Try it:
If a line in the entries below holds the string "KeySize", copy it.

┌──

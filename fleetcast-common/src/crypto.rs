//! Crypto primitives for the update pipeline: RSA PKCS#1 v1.5 signatures
//! over SHA-256 digests, AES-128-GCM sealing of the serialized artifact,
//! and RSA wrapping of the per-update symmetric key.

use std::path::Path;

use aes_gcm::aead::{Aead, KeyInit, OsRng};
use aes_gcm::{Aes128Gcm, Key, Nonce};
use rand::RngCore;
use rsa::pkcs1::DecodeRsaPrivateKey;
use rsa::pkcs8::DecodePrivateKey;
use rsa::signature::hazmat::{PrehashSigner, PrehashVerifier};
use rsa::signature::SignatureEncoding;
use rsa::traits::PublicKeyParts;
use rsa::{Pkcs1v15Encrypt, RsaPrivateKey, RsaPublicKey};
use sha2::Sha256;

use crate::error::Error;

/// Modulus size of the configured RSA keys. Signature and wrapped-key
/// buffers are exactly this long; keys of any other size are rejected at
/// load time instead of being silently truncated.
pub const RSA_KEY_BYTES: usize = 256;
/// AES-128 key length.
pub const SYMMETRIC_KEY_BYTES: usize = 16;
/// AES-GCM nonce length.
pub const NONCE_BYTES: usize = 12;

fn check_modulus(actual: usize) -> Result<(), Error> {
    if actual != RSA_KEY_BYTES {
        return Err(Error::KeySize {
            expected: RSA_KEY_BYTES,
            actual,
        });
    }
    Ok(())
}

/// Signer over the publisher's RSA private key.
pub struct RsaSigner {
    signing_key: rsa::pkcs1v15::SigningKey<Sha256>,
}

impl RsaSigner {
    /// Loads a PKCS#1 or PKCS#8 PEM encoded RSA private key from disk.
    pub fn from_pem_file(path: &Path) -> Result<Self, Error> {
        let pem = std::fs::read_to_string(path)?;
        let key = RsaPrivateKey::from_pkcs1_pem(&pem)
            .or_else(|_| RsaPrivateKey::from_pkcs8_pem(&pem))
            .map_err(|_| Error::PemKeyDecoding)?;
        Self::from_key(key)
    }

    pub fn from_key(key: RsaPrivateKey) -> Result<Self, Error> {
        check_modulus(key.size())?;
        Ok(Self {
            signing_key: rsa::pkcs1v15::SigningKey::new(key),
        })
    }

    /// Produces a PKCS#1 v1.5 signature over a precomputed SHA-256 digest.
    pub fn sign_digest(&self, digest: &[u8; 32]) -> Result<[u8; RSA_KEY_BYTES], Error> {
        let signature: rsa::pkcs1v15::Signature = self
            .signing_key
            .sign_prehash(digest)
            .map_err(|_| Error::SigningFailed)?;
        let bytes = signature.to_bytes();
        let mut out = [0u8; RSA_KEY_BYTES];
        out.copy_from_slice(&bytes);
        Ok(out)
    }
}

/// Verifies a PKCS#1 v1.5 signature over a precomputed SHA-256 digest.
pub fn verify_digest(
    public_key: &RsaPublicKey,
    digest: &[u8; 32],
    signature: &[u8],
) -> Result<(), Error> {
    check_modulus(public_key.size())?;
    let signature =
        rsa::pkcs1v15::Signature::try_from(signature).map_err(|_| Error::InvalidSignature)?;
    rsa::pkcs1v15::VerifyingKey::<Sha256>::new(public_key.clone())
        .verify_prehash(digest, &signature)
        .map_err(|_| Error::InvalidSignature)
}

/// AEAD-seals `plaintext` with AES-128-GCM. No associated data is used.
pub fn seal(
    plaintext: &[u8],
    key: &[u8; SYMMETRIC_KEY_BYTES],
    nonce: &[u8; NONCE_BYTES],
) -> Result<Vec<u8>, Error> {
    let cipher = Aes128Gcm::new(Key::<Aes128Gcm>::from_slice(key));
    cipher
        .encrypt(Nonce::from_slice(nonce), plaintext)
        .map_err(|_| Error::SealingFailed)
}

/// Inverse of [`seal`]. Fails on any tag mismatch; callers never see
/// unauthenticated plaintext.
pub fn open(
    ciphertext: &[u8],
    key: &[u8; SYMMETRIC_KEY_BYTES],
    nonce: &[u8; NONCE_BYTES],
) -> Result<Vec<u8>, Error> {
    let cipher = Aes128Gcm::new(Key::<Aes128Gcm>::from_slice(key));
    cipher
        .decrypt(Nonce::from_slice(nonce), ciphertext)
        .map_err(|_| Error::AuthenticationFailed)
}

/// Draws a fresh symmetric key from the system CSPRNG. One key per artifact;
/// (key, nonce) pairs are never reused.
pub fn generate_key() -> [u8; SYMMETRIC_KEY_BYTES] {
    let mut key = [0u8; SYMMETRIC_KEY_BYTES];
    OsRng.fill_bytes(&mut key);
    key
}

/// Draws a fresh 96-bit nonce from the system CSPRNG.
pub fn generate_nonce() -> [u8; NONCE_BYTES] {
    let mut nonce = [0u8; NONCE_BYTES];
    OsRng.fill_bytes(&mut nonce);
    nonce
}

/// Encrypts the symmetric key under a device's RSA public key
/// (PKCS#1 v1.5 encryption).
pub fn wrap_key(
    public_key: &RsaPublicKey,
    key: &[u8; SYMMETRIC_KEY_BYTES],
) -> Result<[u8; RSA_KEY_BYTES], Error> {
    check_modulus(public_key.size())?;
    let ciphertext = public_key
        .encrypt(&mut OsRng, Pkcs1v15Encrypt, key)
        .map_err(|_| Error::KeyWrapFailed)?;
    <[u8; RSA_KEY_BYTES]>::try_from(ciphertext).map_err(|_| Error::KeyWrapFailed)
}

/// Device-side inverse of [`wrap_key`].
pub fn unwrap_key(
    private_key: &RsaPrivateKey,
    wrapped: &[u8],
) -> Result<[u8; SYMMETRIC_KEY_BYTES], Error> {
    let key = private_key
        .decrypt(Pkcs1v15Encrypt, wrapped)
        .map_err(|_| Error::KeyUnwrapFailed)?;
    <[u8; SYMMETRIC_KEY_BYTES]>::try_from(key).map_err(|_| Error::KeyUnwrapFailed)
}

#[cfg(test)]
mod tests {
    use super::*;
    use sha2::Digest;
    use std::sync::OnceLock;

    pub(crate) fn test_key() -> &'static RsaPrivateKey {
        static KEY: OnceLock<RsaPrivateKey> = OnceLock::new();
        KEY.get_or_init(|| RsaPrivateKey::new(&mut rand::thread_rng(), 2048).unwrap())
    }

    #[test]
    fn sign_verify_roundtrip() {
        let key = test_key();
        let signer = RsaSigner::from_key(key.clone()).unwrap();
        let digest: [u8; 32] = Sha256::digest(b"firmware image").into();
        let signature = signer.sign_digest(&digest).unwrap();
        verify_digest(&key.to_public_key(), &digest, &signature).unwrap();
    }

    #[test]
    fn tampered_signature_fails() {
        let key = test_key();
        let signer = RsaSigner::from_key(key.clone()).unwrap();
        let digest: [u8; 32] = Sha256::digest(b"firmware image").into();
        let mut signature = signer.sign_digest(&digest).unwrap();
        signature[17] ^= 0x01;
        assert!(matches!(
            verify_digest(&key.to_public_key(), &digest, &signature),
            Err(Error::InvalidSignature)
        ));
    }

    #[test]
    fn tampered_digest_fails() {
        let key = test_key();
        let signer = RsaSigner::from_key(key.clone()).unwrap();
        let mut digest: [u8; 32] = Sha256::digest(b"firmware image").into();
        let signature = signer.sign_digest(&digest).unwrap();
        digest[0] ^= 0x80;
        assert!(verify_digest(&key.to_public_key(), &digest, &signature).is_err());
    }

    #[test]
    fn undersized_key_is_rejected() {
        let small = RsaPrivateKey::new(&mut rand::thread_rng(), 1024).unwrap();
        assert!(matches!(
            RsaSigner::from_key(small),
            Err(Error::KeySize {
                expected: RSA_KEY_BYTES,
                actual: 128
            })
        ));
    }

    #[test]
    fn seal_open_roundtrip() {
        let key = generate_key();
        let nonce = generate_nonce();
        let plaintext = b"artifact plaintext".to_vec();
        let ciphertext = seal(&plaintext, &key, &nonce).unwrap();
        assert_eq!(open(&ciphertext, &key, &nonce).unwrap(), plaintext);
    }

    #[test]
    fn open_rejects_single_bit_changes() {
        let key = generate_key();
        let nonce = generate_nonce();
        let ciphertext = seal(b"artifact plaintext", &key, &nonce).unwrap();

        let mut tampered = ciphertext.clone();
        tampered[3] ^= 0x01;
        assert!(open(&tampered, &key, &nonce).is_err());

        let mut bad_key = key;
        bad_key[0] ^= 0x01;
        assert!(open(&ciphertext, &bad_key, &nonce).is_err());

        let mut bad_nonce = nonce;
        bad_nonce[11] ^= 0x01;
        assert!(open(&ciphertext, &key, &bad_nonce).is_err());
    }

    #[test]
    fn wrap_unwrap_roundtrip() {
        let rsa_key = test_key();
        let symmetric_key = generate_key();
        let wrapped = wrap_key(&rsa_key.to_public_key(), &symmetric_key).unwrap();
        assert_eq!(wrapped.len(), RSA_KEY_BYTES);
        assert_eq!(unwrap_key(rsa_key, &wrapped).unwrap(), symmetric_key);
    }
}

└──

Exercise output:
        return Err(Error::KeySize {
            Err(Error::KeySize {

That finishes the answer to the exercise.